The plans for the development of fifteen four- to six-bedroomed detached houses on the estate just outside Manchester were still spread out across the desk, and he pulled them over towards him, swivelling the large photostatted sheet round to face him. He was particularly proud of this project: the houses were going to look elegant and well-proportioned, with just enough garden round each one to give a feeling of privacy, in spite of his having insisted on squeezing in one more than the originally scheduled fourteen.

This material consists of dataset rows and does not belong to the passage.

//! `vacbot connect` and `vacbot forget`.

use vacbot_core::{ConnectionPreference, RobotClient};

use crate::cli::{ConnectArgs, ConnectTarget, GlobalOpts};
use crate::commands::util;
use crate::error::CliError;
use crate::output;

pub async fn handle(
    client: &RobotClient,
    args: ConnectArgs,
    global: &GlobalOpts,
) -> Result<(), CliError> {
    let preference = match args.target {
        ConnectTarget::Wifi { address } => ConnectionPreference::wifi(address.trim()),
        ConnectTarget::Ble { device_id } => ConnectionPreference::ble(device_id.trim()),
    };

    client.switch_transport(preference.clone()).await?;

    if !global.quiet {
        let color = output::should_color(global.color);
        match client.cached_status() {
            Some(status) => eprintln!(
                "Connected to {preference} (battery {})",
                output::paint_battery(status.battery_level, color)
            ),
            None => eprintln!("Connected to {preference}"),
        }
    }
    Ok(())
}

pub async fn forget(client: &RobotClient, global: &GlobalOpts) -> Result<(), CliError> {
    let saved = client.saved_preference();
    if saved.is_none() {
        if !global.quiet {
            eprintln!("No robot connection configured");
        }
        return Ok(());
    }

    if !util::confirm(&format!("Forget the connection to {saved}?"), "forget", global.yes)? {
        return Ok(());
    }
    client.forget().await?;
    if !global.quiet {
        eprintln!("Forgot {saved}");
    }
    Ok(())
}
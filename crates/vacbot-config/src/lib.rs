//! Shared configuration for VacBot hosts.
//!
//! TOML settings, environment overrides, platform paths, and translation
//! to `vacbot_core::ClientConfig`. Also provides the file-backed storage
//! primitive the core persists its connection preference through.

mod storage;

use std::path::{Path, PathBuf};
use std::time::Duration;

use directories::ProjectDirs;
use figment::{
    Figment,
    providers::{Env, Format, Serialized, Toml},
};
use serde::{Deserialize, Serialize};
use thiserror::Error;

use vacbot_core::{BleTimeouts, ClientConfig, ScanOptions};

pub use storage::FileStorage;

// ── Error ───────────────────────────────────────────────────────────

#[derive(Debug, Error)]
pub enum ConfigError {
    #[error("invalid {field}: {reason}")]
    Validation { field: String, reason: String },

    #[error("failed to serialize config: {0}")]
    Serialization(#[from] toml::ser::Error),

    #[error("config loading failed: {0}")]
    Figment(Box<figment::Error>),

    #[error("IO error: {0}")]
    Io(#[from] std::io::Error),
}

impl From<figment::Error> for ConfigError {
    fn from(err: figment::Error) -> Self {
        Self::Figment(Box::new(err))
    }
}

// ── TOML config structs ─────────────────────────────────────────────

/// Top-level TOML configuration.
#[derive(Debug, Default, Deserialize, Serialize)]
pub struct Config {
    #[serde(default)]
    pub defaults: Defaults,

    #[serde(default)]
    pub wifi: WifiSettings,

    #[serde(default)]
    pub ble: BleSettings,

    #[serde(default)]
    pub simulation: SimulationSettings,

    /// Directory for persisted client state. Defaults to the platform
    /// data directory.
    #[serde(default, skip_serializing_if = "Option::is_none")]
    pub storage_path: Option<PathBuf>,
}

#[derive(Debug, Deserialize, Serialize)]
pub struct Defaults {
    #[serde(default = "default_output")]
    pub output: String,

    #[serde(default = "default_color")]
    pub color: String,
}

impl Default for Defaults {
    fn default() -> Self {
        Self {
            output: default_output(),
            color: default_color(),
        }
    }
}

fn default_output() -> String {
    "table".into()
}
fn default_color() -> String {
    "auto".into()
}

#[derive(Debug, Deserialize, Serialize)]
pub struct WifiSettings {
    /// Per-request deadline.
    #[serde(default = "default_wifi_timeout")]
    pub timeout_secs: u64,
}

impl Default for WifiSettings {
    fn default() -> Self {
        Self {
            timeout_secs: default_wifi_timeout(),
        }
    }
}

fn default_wifi_timeout() -> u64 {
    7
}

#[derive(Debug, Deserialize, Serialize)]
pub struct BleSettings {
    #[serde(default = "default_true")]
    pub enabled: bool,

    #[serde(default = "default_connect_timeout")]
    pub connect_timeout_secs: u64,

    #[serde(default = "default_op_timeout")]
    pub op_timeout_secs: u64,

    /// Time budget of one discovery session.
    #[serde(default = "default_scan_secs")]
    pub scan_secs: u64,

    /// Advertised-name fragments of the product family.
    #[serde(default = "default_name_patterns")]
    pub name_patterns: Vec<String>,
}

impl Default for BleSettings {
    fn default() -> Self {
        Self {
            enabled: true,
            connect_timeout_secs: default_connect_timeout(),
            op_timeout_secs: default_op_timeout(),
            scan_secs: default_scan_secs(),
            name_patterns: default_name_patterns(),
        }
    }
}

fn default_true() -> bool {
    true
}
fn default_connect_timeout() -> u64 {
    15
}
fn default_op_timeout() -> u64 {
    8
}
fn default_scan_secs() -> u64 {
    10
}
fn default_name_patterns() -> Vec<String> {
    ScanOptions::default().name_patterns
}

#[derive(Debug, Deserialize, Serialize)]
pub struct SimulationSettings {
    #[serde(default)]
    pub enabled: bool,

    #[serde(default = "default_latency")]
    pub latency_ms: u64,
}

impl Default for SimulationSettings {
    fn default() -> Self {
        Self {
            enabled: false,
            latency_ms: default_latency(),
        }
    }
}

fn default_latency() -> u64 {
    400
}

impl Config {
    /// Check the values that cannot be expressed in the types.
    pub fn validate(&self) -> Result<(), ConfigError> {
        let positive = [
            ("wifi.timeout_secs", self.wifi.timeout_secs),
            ("ble.connect_timeout_secs", self.ble.connect_timeout_secs),
            ("ble.op_timeout_secs", self.ble.op_timeout_secs),
            ("ble.scan_secs", self.ble.scan_secs),
        ];
        for (field, value) in positive {
            if value == 0 {
                return Err(ConfigError::Validation {
                    field: field.into(),
                    reason: "must be greater than zero".into(),
                });
            }
        }
        if self.ble.name_patterns.iter().any(|p| p.trim().is_empty()) {
            return Err(ConfigError::Validation {
                field: "ble.name_patterns".into(),
                reason: "patterns must not be blank".into(),
            });
        }
        Ok(())
    }

    /// Translate into the core's runtime configuration.
    pub fn to_client_config(&self) -> ClientConfig {
        let defaults = ClientConfig::default();
        ClientConfig {
            http_timeout: Duration::from_secs(self.wifi.timeout_secs),
            ble_enabled: self.ble.enabled,
            ble_timeouts: BleTimeouts {
                connect: Duration::from_secs(self.ble.connect_timeout_secs),
                operation: Duration::from_secs(self.ble.op_timeout_secs),
            },
            scan: ScanOptions {
                duration: Duration::from_secs(self.ble.scan_secs),
                name_patterns: self.ble.name_patterns.clone(),
                ..ScanOptions::default()
            },
            simulate: self.simulation.enabled,
            simulation_latency: Duration::from_millis(self.simulation.latency_ms),
            ..defaults
        }
    }

    /// Where persisted client state lives.
    pub fn storage_dir(&self) -> PathBuf {
        self.storage_path.clone().unwrap_or_else(data_dir)
    }
}

// ── Paths ───────────────────────────────────────────────────────────

fn project_dirs() -> Option<ProjectDirs> {
    ProjectDirs::from("com", "vacbot", "vacbot")
}

/// Resolve the config file path via XDG / platform conventions.
pub fn config_path() -> PathBuf {
    project_dirs().map_or_else(
        || dirs_fallback(".config").join("config.toml"),
        |dirs| dirs.config_dir().join("config.toml"),
    )
}

/// Default directory for persisted client state.
pub fn data_dir() -> PathBuf {
    project_dirs().map_or_else(
        || dirs_fallback(".local/share"),
        |dirs| dirs.data_dir().to_path_buf(),
    )
}

fn dirs_fallback(sub: &str) -> PathBuf {
    let mut p = PathBuf::from(std::env::var("HOME").unwrap_or_else(|_| ".".into()));
    p.push(sub);
    p.push("vacbot");
    p
}

// ── Config loading ──────────────────────────────────────────────────

/// Layering: defaults, then the TOML file, then `VACBOT_*` variables
/// (`__` separates sections, e.g. `VACBOT_BLE__SCAN_SECS`).
pub fn figment_for(path: &Path) -> Figment {
    Figment::new()
        .merge(Serialized::defaults(Config::default()))
        .merge(Toml::file(path))
        .merge(Env::prefixed("VACBOT_").split("__"))
}

/// Load the full Config from file + environment.
pub fn load_config() -> Result<Config, ConfigError> {
    load_config_from(&config_path())
}

pub fn load_config_from(path: &Path) -> Result<Config, ConfigError> {
    let config: Config = figment_for(path).extract()?;
    config.validate()?;
    Ok(config)
}

// ── Config saving ───────────────────────────────────────────────────

/// Serialize config to TOML and write to the canonical config path.
pub fn save_config(cfg: &Config) -> Result<PathBuf, ConfigError> {
    let path = config_path();
    save_config_to(cfg, &path)?;
    Ok(path)
}

pub fn save_config_to(cfg: &Config, path: &Path) -> Result<(), ConfigError> {
    if let Some(parent) = path.parent() {
        std::fs::create_dir_all(parent)?;
    }
    let toml_str = toml::to_string_pretty(cfg)?;
    std::fs::write(path, toml_str)?;
    Ok(())
}

#[cfg(test)]
mod tests {
    #![allow(clippy::unwrap_used)]
    use figment::Jail;
    use pretty_assertions::assert_eq;

    use super::*;

    #[test]
    fn defaults_match_documented_values() {
        let client = Config::default().to_client_config();
        assert_eq!(client.http_timeout, Duration::from_secs(7));
        assert_eq!(client.ble_timeouts.connect, Duration::from_secs(15));
        assert_eq!(client.ble_timeouts.operation, Duration::from_secs(8));
        assert_eq!(client.scan.duration, Duration::from_secs(10));
        assert_eq!(client.scan.name_patterns, vec!["VacBot", "RoboClean"]);
        assert!(!client.simulate);
        assert!(client.ble_enabled);
    }

    #[test]
    fn file_then_env_layering() {
        Jail::expect_with(|jail| {
            jail.create_file(
                "config.toml",
                r#"
                    [wifi]
                    timeout_secs = 3

                    [ble]
                    scan_secs = 20
                    name_patterns = ["Dustmaster"]
                "#,
            )?;
            jail.set_env("VACBOT_BLE__SCAN_SECS", "4");
            jail.set_env("VACBOT_SIMULATION__ENABLED", "true");

            let config = load_config_from(Path::new("config.toml")).unwrap();
            assert_eq!(config.wifi.timeout_secs, 3);
            assert_eq!(config.ble.scan_secs, 4);
            assert_eq!(config.ble.name_patterns, vec!["Dustmaster".to_owned()]);
            assert!(config.simulation.enabled);
            assert_eq!(config.simulation.latency_ms, 400);
            Ok(())
        });
    }

    #[test]
    fn zero_timeout_is_rejected() {
        Jail::expect_with(|jail| {
            jail.create_file("config.toml", "[wifi]\ntimeout_secs = 0\n")?;
            let err = load_config_from(Path::new("config.toml")).unwrap_err();
            assert!(err.to_string().contains("wifi.timeout_secs"), "{err}");
            Ok(())
        });
    }

    #[test]
    fn save_then_load_preserves_sections() {
        let dir = tempfile::tempdir().unwrap();
        let path = dir.path().join("nested").join("config.toml");
        let mut cfg = Config::default();
        cfg.ble.enabled = false;
        cfg.simulation.latency_ms = 50;
        save_config_to(&cfg, &path).unwrap();

        let loaded: Config = toml::from_str(&std::fs::read_to_string(&path).unwrap()).unwrap();
        assert!(!loaded.ble.enabled);
        assert_eq!(loaded.simulation.latency_ms, 50);
        assert_eq!(loaded.defaults.output, "table");
    }
}
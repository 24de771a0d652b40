// ── Last-known robot status ──

use std::sync::Arc;

use arc_swap::ArcSwapOption;
use vacbot_api::RobotStatus;

/// Most recent successfully read status. Lock-free reads and swaps.
#[derive(Default)]
pub struct StatusCache {
    last: ArcSwapOption<RobotStatus>,
}

impl StatusCache {
    pub fn new() -> Self {
        Self::default()
    }

    pub fn update(&self, status: RobotStatus) {
        self.last.store(Some(Arc::new(status)));
    }

    pub fn get(&self) -> Option<RobotStatus> {
        self.last.load_full().map(|s| (*s).clone())
    }

    /// Last known status, or the synthetic default, marked offline.
    pub fn fallback(&self) -> RobotStatus {
        self.get()
            .unwrap_or_else(RobotStatus::synthetic)
            .offline()
    }
}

He had listened to his architects’ arguments about angles of building height, diagonals of wall relative to ground span, proportion of garden size to number of rooms, but he was convinced the illusion of space given by the carefully planned hedges, arches and strategically placed walls would make up for the small amount of land he took from each plot. His speech to the planning officer had been masterful, even if he did say so himself.
It wouldn’t be long now before they finished the final plastering, and the interest from local estate agents had been extremely encouraging. He particularly wanted a quick turnround for these, and reached for the phone to check on the progress of the show house, and to remind himself of the date of its opening.